> [Exercise aim]: Scan the data below for the string "kiloelectronvolt". Copy every line where it appears.

[Stored data]

mod common;

use anyhow::Result;
use approx::assert_abs_diff_eq;
use gbm_toolbox::errors::Error;
use gbm_toolbox::export::write_series_npz;
use gbm_toolbox::gbm_tools::rebin::{RebinParams, TailPolicy};
use gbm_toolbox::time::{epoch_to_met, met_to_epoch};
use gbm_toolbox::{bin_down_ctime, load_ctime, slice_ctime};
use uom::si::energy::kiloelectronvolt;
use uom::si::time::second;

fn counts(rows: usize, channels: usize) -> Vec<Vec<f32>> {
    (0..rows)
        .map(|i| (0..channels).map(|j| (i + 3 * j) as f32).collect())
        .collect()
}

#[test]
fn load_builds_one_more_edge_than_rows() -> Result<()> {
    let dir = tempfile::tempdir()?;
    let path = dir.path().join("glg_ctime_n0.pha");
    common::ctime_file(&path, 600_000_000.0, &[0.256; 5], &counts(5, 8));

    let series = load_ctime(&path)?;
    assert_eq!(series.rows(), 5);
    assert_eq!(series.channels(), 8);
    assert_eq!(series.time_bins().len(), 6);
    assert_eq!(series.dt().len(), 5);
    assert_abs_diff_eq!(epoch_to_met(series.time_bins()[0]), 600_000_000.0, epsilon = 1e-6);
    assert_abs_diff_eq!(
        epoch_to_met(series.time_bins()[5]),
        600_000_000.0 + 5.0 * 0.256,
        epsilon = 1e-6
    );
    assert_abs_diff_eq!(
        series.energy_bins()[[0, 0]].get::<kiloelectronvolt>(),
        4.0,
        epsilon = 1e-9
    );
    assert_abs_diff_eq!(series.counts()[[2, 1]], 5.0);
    Ok(())
}

#[test]
fn exposure_follows_its_declared_unit() -> Result<()> {
    let dir = tempfile::tempdir()?;
    let path = dir.path().join("glg_ctime_ms.pha");
    common::FitsWriter::new()
        .primary_key("DATATYPE", &common::text("CTIME"))
        .table(
            common::Table::new("EBOUNDS")
                .column(common::Column::f32("E_MIN", &[4.0]).with_unit("keV"))
                .column(common::Column::f32("E_MAX", &[8.0]).with_unit("keV")),
        )
        .table(
            common::Table::new("SPECTRUM")
                .column(common::Column::f32_vec("COUNTS", &[vec![3.0], vec![5.0]]))
                .column(common::Column::f64("EXPOSURE", &[256.0, 64.0]).with_unit("ms"))
                .column(common::Column::f64("TIME", &[100.0, 100.256]).with_unit("s")),
        )
        .write(&path);

    let series = load_ctime(&path)?;
    assert_abs_diff_eq!(series.dt()[0].get::<second>(), 0.256, epsilon = 1e-12);
    assert_abs_diff_eq!(series.dt()[1].get::<second>(), 0.064, epsilon = 1e-12);
    assert_abs_diff_eq!(epoch_to_met(series.time_bins()[2]), 100.32, epsilon = 1e-6);
    assert_abs_diff_eq!(series.count_rate()[[1, 0]], 5.0 / 0.064, epsilon = 1e-9);
    Ok(())
}

#[test]
fn exposure_in_an_energy_unit_is_rejected() -> Result<()> {
    let dir = tempfile::tempdir()?;
    let path = dir.path().join("glg_ctime_bad_unit.pha");
    common::FitsWriter::new()
        .table(
            common::Table::new("EBOUNDS")
                .column(common::Column::f32("E_MIN", &[4.0]))
                .column(common::Column::f32("E_MAX", &[8.0])),
        )
        .table(
            common::Table::new("SPECTRUM")
                .column(common::Column::f32_vec("COUNTS", &[vec![3.0]]))
                .column(common::Column::f64("EXPOSURE", &[1.0]).with_unit("keV"))
                .column(common::Column::f64("TIME", &[100.0])),
        )
        .write(&path);

    assert!(matches!(
        load_ctime(&path),
        Err(Error::IncompatibleUnits { .. })
    ));
    Ok(())
}

#[test]
fn missing_file_is_reported() {
    let out = load_ctime("/no/such/ctime.pha");
    assert!(matches!(out, Err(Error::FileNotAvailable(_))));
}

#[test]
fn file_without_spectrum_is_a_format_error() -> Result<()> {
    let dir = tempfile::tempdir()?;
    let path = dir.path().join("partial.pha");
    common::FitsWriter::new()
        .table(
            common::Table::new("EBOUNDS")
                .column(common::Column::f32("E_MIN", &[4.0]))
                .column(common::Column::f32("E_MAX", &[8.0])),
        )
        .write(&path);

    assert!(matches!(load_ctime(&path), Err(Error::Format(_))));
    Ok(())
}

#[test]
fn load_then_slice_round_trips() -> Result<()> {
    let dir = tempfile::tempdir()?;
    let path = dir.path().join("glg_ctime_n1.pha");
    common::ctime_file(&path, 1000.0, &[1.0; 20], &counts(20, 4));
    let series = load_ctime(&path)?;

    let edges = series.time_bins();
    let whole = slice_ctime(&series, edges[0], edges[20])?;
    assert_eq!(whole, series);

    let part = slice_ctime(&series, met_to_epoch(1004.3), met_to_epoch(1011.6))?;
    assert_eq!(part.rows(), 8);
    assert_eq!(part.time_bins().len(), part.rows() + 1);
    assert_eq!(part.counts().row(0), series.counts().row(4));
    assert_eq!(slice_ctime(&part, met_to_epoch(1004.3), met_to_epoch(1011.6))?, part);
    Ok(())
}

#[test]
fn bin_down_restores_nominal_cadence() -> Result<()> {
    let dir = tempfile::tempdir()?;
    let path = dir.path().join("glg_ctime_burst.pha");
    let mut dt = vec![0.256; 3];
    dt.extend([0.064; 10]);
    common::ctime_file(&path, 0.0, &dt, &counts(13, 2));
    let series = load_ctime(&path)?;

    let binned = bin_down_ctime(&series)?;
    assert_eq!(binned.rows(), 3 + 2 + 1);
    assert_eq!(binned.time_bins().len(), binned.rows() + 1);
    assert_eq!(binned.total_counts(), series.total_counts());
    assert!(binned.dt().iter().all(|d| (d.get::<second>() - 0.256).abs() < 1e-12));

    let carried = series.rebin(&RebinParams {
        tail: TailPolicy::CarryForward,
        ..RebinParams::default()
    })?;
    assert_eq!(carried.rows(), 3 + 2 + 2);
    assert_eq!(carried.total_counts(), series.total_counts());
    Ok(())
}

#[test]
fn series_exports_to_npz() -> Result<()> {
    let dir = tempfile::tempdir()?;
    let fits = dir.path().join("glg_ctime_n2.pha");
    common::ctime_file(&fits, 0.0, &[1.0; 3], &counts(3, 2));
    let out = dir.path().join("series.npz");
    write_series_npz(&load_ctime(&fits)?, &out)?;
    assert!(std::fs::metadata(&out)?.len() > 0);
    Ok(())
}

[/Stored data]

> [Your solution]:
use uom::si::energy::kiloelectronvolt;
        series.energy_bins()[[0, 0]].get::<kiloelectronvolt>(),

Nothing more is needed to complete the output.